Helia Tenza-Ferrer scite author profile

Neuromodulation of deep brain structures (deep brain stimulation) is the current surgical procedure for treatment of Parkinson's disease (PD). Less studied is the stimulation of cortical motor areas to treat PD symptoms, although also known to alleviate motor disturbances in PD. We were able to show that optogenetic activation of secondary (M2) motor cortex improves motor functions in dopamine-depleted male mice. The stimulated M2 cortex harbors glutamatergic pyramidal neurons that project to subcortical structures, critically involved in motor control, and makes synaptic contacts with dopaminergic neurons. Strikingly, optogenetic activation of M2 neurons or axons into the dorsomedial striatum increases striatal levels of dopamine and evokes locomotor activity. We found that dopamine neurotransmission sensitizes the locomotor behavior elicited by activation of M2 neurons.

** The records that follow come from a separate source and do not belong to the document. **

//! Time and delay functions
//!
//! Every wait in the driver is a bounded busy-poll measured against a
//! monotonic [`Clock`]. The clock is a trait so the same polling code runs on
//! the TSC in firmware and on a simulated time base in tests.

#[cfg(target_arch = "x86_64")]
use crate::arch::x86_64::{io, rdtsc};

/// A monotonic high-resolution time source
pub trait Clock {
    /// Current tick count
    fn ticks(&self) -> u64;

    /// Number of ticks per second
    fn ticks_per_second(&self) -> u64;

    /// Convert milliseconds to ticks for this clock
    #[inline]
    fn ms_to_ticks(&self, ms: u64) -> u64 {
        ((ms as u128 * self.ticks_per_second() as u128) / 1000) as u64
    }

    /// Milliseconds elapsed since the tick value `start`
    #[inline]
    fn elapsed_ms(&self, start: u64) -> u64 {
        let elapsed = self.ticks().wrapping_sub(start);
        ((elapsed as u128 * 1000) / self.ticks_per_second().max(1) as u128) as u64
    }
}

impl<C: Clock + ?Sized> Clock for &C {
    fn ticks(&self) -> u64 {
        (**self).ticks()
    }

    fn ticks_per_second(&self) -> u64 {
        (**self).ticks_per_second()
    }
}

/// TSC-backed clock
///
/// The TSC frequency is either supplied by the caller or measured against the
/// ACPI PM timer, which runs at a fixed 3.579545 MHz.
#[cfg(target_arch = "x86_64")]
#[derive(Debug, Clone, Copy)]
pub struct TscClock {
    freq_hz: u64,
}

/// ACPI PM timer frequency: 3.579545 MHz
#[cfg(target_arch = "x86_64")]
const PM_TIMER_FREQ: u64 = 3_579_545;

/// Fallback when calibration is impossible
#[cfg(target_arch = "x86_64")]
const DEFAULT_TSC_FREQ_HZ: u64 = 2_000_000_000;

#[cfg(target_arch = "x86_64")]
impl TscClock {
    /// Create a clock with a known TSC frequency
    pub const fn new(freq_hz: u64) -> Self {
        Self { freq_hz }
    }

    /// Calibrate the TSC against the ACPI PM timer at I/O port `port`
    ///
    /// Measures TSC ticks over ~50ms of PM timer ticks. Falls back to a
    /// 2 GHz estimate if the port is zero.
    pub fn calibrate_with_pm_timer(port: u16, is_32bit: bool) -> Self {
        if port == 0 {
            log::warn!("TSC calibration skipped, using default 2 GHz estimate");
            return Self::new(DEFAULT_TSC_FREQ_HZ);
        }

        let mask: u32 = if is_32bit { 0xFFFF_FFFF } else { 0x00FF_FFFF };
        let read = || unsafe { io::inl(port) } & mask;

        // Synchronize on a PM timer edge
        let last = read();
        while read() == last {
            core::hint::spin_loop();
        }

        // 50ms = 178,977 PM timer ticks
        const CALIBRATION_TICKS: u32 = 178_977;

        let pm_start = read();
        let tsc_start = rdtsc();
        while read().wrapping_sub(pm_start) & mask < CALIBRATION_TICKS {
            core::hint::spin_loop();
        }
        let tsc_end = rdtsc();
        let pm_elapsed = read().wrapping_sub(pm_start) & mask;

        let tsc_elapsed = tsc_end.wrapping_sub(tsc_start);
        let freq = (tsc_elapsed as u128 * PM_TIMER_FREQ as u128 / pm_elapsed as u128) as u64;

        log::info!("TSC calibrated: {} MHz", freq / 1_000_000);
        Self::new(freq)
    }
}

#[cfg(target_arch = "x86_64")]
impl Clock for TscClock {
    #[inline]
    fn ticks(&self) -> u64 {
        rdtsc()
    }

    #[inline]
    fn ticks_per_second(&self) -> u64 {
        self.freq_hz
    }
}

/// A deadline-based timeout for polling loops
///
/// ```ignore
/// let timeout = Timeout::from_ms(&clock, 1000);
/// while !timeout.is_expired() {
///     if check_condition() {
///         return Ok(());
///     }
///     core::hint::spin_loop();
/// }
/// ```
#[derive(Clone, Copy)]
pub struct Timeout<'c, C: Clock + ?Sized> {
    clock: &'c C,
    start: u64,
    budget: u64,
}

impl<'c, C: Clock + ?Sized> Timeout<'c, C> {
    /// Create a timeout that expires `ms` milliseconds from now
    #[inline]
    pub fn from_ms(clock: &'c C, ms: u64) -> Self {
        Self {
            clock,
            start: clock.ticks(),
            budget: clock.ms_to_ticks(ms),
        }
    }

    /// Check if the timeout has expired
    #[inline]
    pub fn is_expired(&self) -> bool {
        self.clock.ticks().wrapping_sub(self.start) >= self.budget
    }

    /// Milliseconds since the timeout was armed
    #[inline]
    pub fn elapsed_ms(&self) -> u64 {
        self.clock.elapsed_ms(self.start)
    }
}

/// Spin-wait for `ms` milliseconds
#[inline]
pub fn delay_ms<C: Clock + ?Sized>(clock: &C, ms: u64) {
    let timeout = Timeout::from_ms(clock, ms);
    while !timeout.is_expired() {
        core::hint::spin_loop();
    }
}

/// Retry `condition` every `interval_ms` until it holds or `budget_ms` runs out
///
/// The condition is evaluated immediately, then after each interval. It may
/// have side effects (rewriting a register that needs repeated writes to
/// latch, for instance). Returns `true` if the condition was met.
pub fn poll_until<C, F>(clock: &C, budget_ms: u64, interval_ms: u64, mut condition: F) -> bool
where
    C: Clock + ?Sized,
    F: FnMut() -> bool,
{
    let timeout = Timeout::from_ms(clock, budget_ms);
    loop {
        if condition() {
            return true;
        }
        if timeout.is_expired() {
            return false;
        }
        if interval_ms == 0 {
            core::hint::spin_loop();
        } else {
            delay_ms(clock, interval_ms);
        }
    }
}

/// Run `attempt` up to `attempts` times, sleeping `interval_ms` after each miss
///
/// For hardware that has to be poked a fixed number of times rather than
/// watched for a duration. Returns `true` on the first successful attempt.
pub fn retry<C, F>(clock: &C, attempts: u32, interval_ms: u64, mut attempt: F) -> bool
where
    C: Clock + ?Sized,
    F: FnMut() -> bool,
{
    for _ in 0..attempts {
        if attempt() {
            return true;
        }
        delay_ms(clock, interval_ms);
    }
    false
}

/// Wait for a condition to become true, spinning without a poll interval
///
/// ```ignore
/// if !wait_for(&clock, 1000, || !hba.reset_pending()) {
///     return Err(AhciError::ControllerResetTimeout);
/// }
/// ```
#[inline]
pub fn wait_for<C, F>(clock: &C, timeout_ms: u64, condition: F) -> bool
where
    C: Clock + ?Sized,
    F: FnMut() -> bool,
{
    poll_until(clock, timeout_ms, 0, condition)
}

/// Simulated clock that advances a fixed step on every read
#[cfg(test)]
pub(crate) mod sim {
    use super::Clock;
    use core::cell::Cell;

    /// One tick per microsecond
    pub const TICKS_PER_SECOND: u64 = 1_000_000;

    pub struct SimClock {
        now: Cell<u64>,
        step: u64,
    }

    impl SimClock {
        /// Clock that advances `step_us` microseconds per read
        pub fn new(step_us: u64) -> Self {
            Self {
                now: Cell::new(0),
                step: step_us,
            }
        }

        pub fn now_ms(&self) -> u64 {
            self.now.get() / 1000
        }

        pub fn advance_ms(&self, ms: u64) {
            self.now.set(self.now.get() + ms * 1000);
        }
    }

    impl Clock for SimClock {
        fn ticks(&self) -> u64 {
            let now = self.now.get();
            self.now.set(now + self.step);
            now
        }

        fn ticks_per_second(&self) -> u64 {
            TICKS_PER_SECOND
        }
    }
}
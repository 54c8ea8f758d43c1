//! Typed views of the HBA register file
//!
//! Wraps a [`RegisterIo`] window with accessors that decode through the
//! tock-registers bitfields in [`regs`](super::regs).

use tock_registers::LocalRegisterCopy;
use tock_registers::fields::FieldValue;

use super::regs::*;
use crate::drivers::mmio::RegisterIo;

pub type CapValue = LocalRegisterCopy<u32, CAP::Register>;
pub type GhcValue = LocalRegisterCopy<u32, GHC::Register>;
pub type VsValue = LocalRegisterCopy<u32, VS::Register>;
pub type CmdValue = LocalRegisterCopy<u32, PORT_CMD::Register>;
pub type TfdValue = LocalRegisterCopy<u32, PORT_TFD::Register>;
pub type SstsValue = LocalRegisterCopy<u32, PORT_SSTS::Register>;
pub type SctlValue = LocalRegisterCopy<u32, PORT_SCTL::Register>;
pub type PortIsValue = LocalRegisterCopy<u32, PORT_IS::Register>;

/// Generic host control registers
pub struct Hba<R: RegisterIo> {
    io: R,
}

impl<R: RegisterIo> Hba<R> {
    pub fn new(io: R) -> Self {
        Self { io }
    }

    pub fn io(&self) -> &R {
        &self.io
    }

    pub fn into_inner(self) -> R {
        self.io
    }

    #[inline]
    pub fn cap(&self) -> CapValue {
        CapValue::new(self.io.read32(HBA_CAP))
    }

    #[inline]
    pub fn ghc(&self) -> GhcValue {
        GhcValue::new(self.io.read32(HBA_GHC))
    }

    #[inline]
    pub fn set_ghc(&self, value: u32) {
        self.io.write32(HBA_GHC, value);
    }

    /// Read-modify-write GHC
    pub fn modify_ghc(&self, field: FieldValue<u32, GHC::Register>) {
        let mut ghc = self.ghc();
        ghc.modify(field);
        self.io.write32(HBA_GHC, ghc.get());
    }

    #[inline]
    pub fn interrupt_status(&self) -> u32 {
        self.io.read32(HBA_IS)
    }

    /// Write-one-to-clear global interrupt status
    #[inline]
    pub fn clear_interrupt_status(&self, mask: u32) {
        self.io.write32(HBA_IS, mask);
    }

    #[inline]
    pub fn ports_implemented(&self) -> u32 {
        self.io.read32(HBA_PI)
    }

    #[inline]
    pub fn version(&self) -> VsValue {
        VsValue::new(self.io.read32(HBA_VS))
    }

    /// Register block of port `port`
    #[inline]
    pub fn port(&self, port: u8) -> PortRegs<'_, R> {
        PortRegs { io: &self.io, port }
    }
}

/// Register block of one port
pub struct PortRegs<'a, R: RegisterIo> {
    io: &'a R,
    port: u8,
}

impl<R: RegisterIo> PortRegs<'_, R> {
    #[inline]
    pub fn read(&self, reg: u64) -> u32 {
        self.io.read32(port_reg(self.port, reg))
    }

    #[inline]
    pub fn write(&self, reg: u64, value: u32) {
        self.io.write32(port_reg(self.port, reg), value)
    }

    #[inline]
    pub fn cmd(&self) -> CmdValue {
        CmdValue::new(self.read(PX_CMD))
    }

    /// Read-modify-write PxCMD
    pub fn modify_cmd(&self, field: FieldValue<u32, PORT_CMD::Register>) {
        let mut cmd = self.cmd();
        cmd.modify(field);
        self.write(PX_CMD, cmd.get());
    }

    /// Any of FRE, ST, FR or CR still set
    pub fn engine_running(&self) -> bool {
        let cmd = self.cmd();
        cmd.is_set(PORT_CMD::FRE)
            || cmd.is_set(PORT_CMD::ST)
            || cmd.is_set(PORT_CMD::FR)
            || cmd.is_set(PORT_CMD::CR)
    }

    #[inline]
    pub fn tfd(&self) -> TfdValue {
        TfdValue::new(self.read(PX_TFD))
    }

    /// Task file shows BSY or DRQ
    pub fn busy(&self) -> bool {
        let tfd = self.tfd();
        tfd.is_set(PORT_TFD::STS_BSY) || tfd.is_set(PORT_TFD::STS_DRQ)
    }

    #[inline]
    pub fn ssts(&self) -> SstsValue {
        SstsValue::new(self.read(PX_SSTS))
    }

    /// Device present and PHY communication established
    pub fn link_up(&self) -> bool {
        self.ssts().matches_all(PORT_SSTS::DET::PresentComm)
    }

    #[inline]
    pub fn sctl(&self) -> SctlValue {
        SctlValue::new(self.read(PX_SCTL))
    }

    #[inline]
    pub fn signature(&self) -> u32 {
        self.read(PX_SIG)
    }

    #[inline]
    pub fn interrupt_status(&self) -> PortIsValue {
        PortIsValue::new(self.read(PX_IS))
    }

    /// Write back whatever bits are set in PxIS
    pub fn clear_interrupt_status(&self) {
        let is = self.read(PX_IS);
        self.write(PX_IS, is);
    }

    /// Write back whatever bits are set in PxSERR
    pub fn clear_errors(&self) {
        let serr = self.read(PX_SERR);
        self.write(PX_SERR, serr);
    }

    /// Issue the command in slot 0
    #[inline]
    pub fn issue_slot0(&self) {
        self.write(PX_CI, 1);
    }
}
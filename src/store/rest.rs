use crate::config::Config;
use crate::error::{DashboardError, Result};
use crate::global_variables::{QUERY_SCENARIO_ID, RESOURCE_SCENARIOS, RESOURCE_VEHICLES};
use crate::models::{NewScenario, NewVehicle, RecordId, Scenario, Vehicle};
use crate::store::DataStore;
use async_trait::async_trait;
use reqwest::{Client, Response};

/// `DataStore` backed by the hosted JSON API.
#[derive(Debug, Clone)]
pub struct RestStore {
    client: Client,
    base_url: String,
}

impl RestStore {
    pub fn new(config: &Config) -> Result<Self> {
        let client = Client::builder().timeout(config.request_timeout).build()?;
        Ok(Self {
            client,
            base_url: config.api_url.trim_end_matches('/').to_string(),
        })
    }

    pub fn base_url(&self) -> &str {
        &self.base_url
    }

    fn collection_url(&self, resource: &str) -> String {
        format!("{}/{}", self.base_url, resource)
    }

    fn record_url(&self, resource: &str, id: &RecordId) -> String {
        format!("{}/{}/{}", self.base_url, resource, id)
    }

    async fn delete(&self, resource: &str, id: &RecordId, context: &str) -> Result<()> {
        let response = self.client.delete(self.record_url(resource, id)).send().await?;
        ensure_success(response, context)?;
        Ok(())
    }
}

fn ensure_success(response: Response, context: &str) -> Result<Response> {
    let status = response.status();
    if status.is_success() {
        Ok(response)
    } else {
        log::warn!("{} returned {}", response.url(), status);
        Err(DashboardError::Status {
            status: status.as_u16(),
            context: context.to_string(),
        })
    }
}

#[async_trait]
impl DataStore for RestStore {
    async fn list_scenarios(&self) -> Result<Vec<Scenario>> {
        let response = self
            .client
            .get(self.collection_url(RESOURCE_SCENARIOS))
            .send()
            .await?;
        let response = ensure_success(response, "Failed to fetch scenarios")?;
        Ok(response.json().await?)
    }

    async fn create_scenario(&self, scenario: &NewScenario) -> Result<Scenario> {
        let response = self
            .client
            .post(self.collection_url(RESOURCE_SCENARIOS))
            .json(scenario)
            .send()
            .await?;
        let response = ensure_success(response, "Failed to add scenario")?;
        Ok(response.json().await?)
    }

    async fn update_scenario(&self, scenario: &Scenario) -> Result<Scenario> {
        let response = self
            .client
            .put(self.record_url(RESOURCE_SCENARIOS, &scenario.id))
            .json(scenario)
            .send()
            .await?;
        let response = ensure_success(response, "Failed to update scenario")?;
        Ok(response.json().await?)
    }

    async fn delete_scenario(&self, id: &RecordId) -> Result<()> {
        self.delete(RESOURCE_SCENARIOS, id, "Failed to delete scenario")
            .await
    }

    async fn list_vehicles(&self, scenario_id: Option<&RecordId>) -> Result<Vec<Vehicle>> {
        let mut request = self.client.get(self.collection_url(RESOURCE_VEHICLES));
        if let Some(id) = scenario_id {
            request = request.query(&[(QUERY_SCENARIO_ID, id.as_str())]);
        }
        let response = ensure_success(request.send().await?, "Failed to fetch vehicles")?;
        Ok(response.json().await?)
    }

    async fn create_vehicle(&self, vehicle: &NewVehicle) -> Result<Vehicle> {
        let response = self
            .client
            .post(self.collection_url(RESOURCE_VEHICLES))
            .json(vehicle)
            .send()
            .await?;
        let response = ensure_success(response, "Failed to add vehicle")?;
        Ok(response.json().await?)
    }

    async fn update_vehicle(&self, vehicle: &Vehicle) -> Result<Vehicle> {
        let response = self
            .client
            .put(self.record_url(RESOURCE_VEHICLES, &vehicle.id))
            .json(vehicle)
            .send()
            .await?;
        let response = ensure_success(response, "Failed to update vehicle")?;
        Ok(response.json().await?)
    }

    async fn delete_vehicle(&self, id: &RecordId) -> Result<()> {
        self.delete(RESOURCE_VEHICLES, id, "Failed to delete vehicle")
            .await
    }
}
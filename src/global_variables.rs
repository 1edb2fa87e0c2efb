// Hosted JSON store
pub const API_BASE_URL: &str = "https://apexplus-database.onrender.com";
pub const REQUEST_TIMEOUT_SECS: u64 = 30;

// REST resources
pub const RESOURCE_SCENARIOS: &str = "scenarios";
pub const RESOURCE_VEHICLES: &str = "vehicles";
pub const QUERY_SCENARIO_ID: &str = "scenarioId";

// Simulation timing
pub const TICK_INTERVAL_MS: u64 = 1000;

// Canvas geometry (pixels)
pub const CANVAS_WIDTH: u32 = 1400;
pub const CANVAS_HEIGHT: u32 = 600;
pub const GRID_SPACING: u32 = 100;
pub const VEHICLE_RADIUS: u32 = 10;

// Accepted starting positions for a new vehicle
pub const MAX_POSITION_X: i64 = 1300;
pub const MAX_POSITION_Y: i64 = 600;

// Output
pub const FRAMES_DIR: &str = "frames";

Furthermore, combination of intranigral infusion of glutamatergic antagonists and circuit specific optogenetic stimulation revealed that behavioral response depended on the activity of M2 neurons projecting to SNc. Interestingly, repeated M2 stimulation combined with L-DOPA treatment produced an unanticipated improvement in working memory performance, which was absent in control mice under L-DOPA treatment only. Therefore, the M2-basal ganglia circuit is critical for the assembly of the motor and cognitive function, and this study demonstrates a therapeutic mechanism for cortical stimulation in PD that involves recruitment of long-range glutamatergic projection neurons.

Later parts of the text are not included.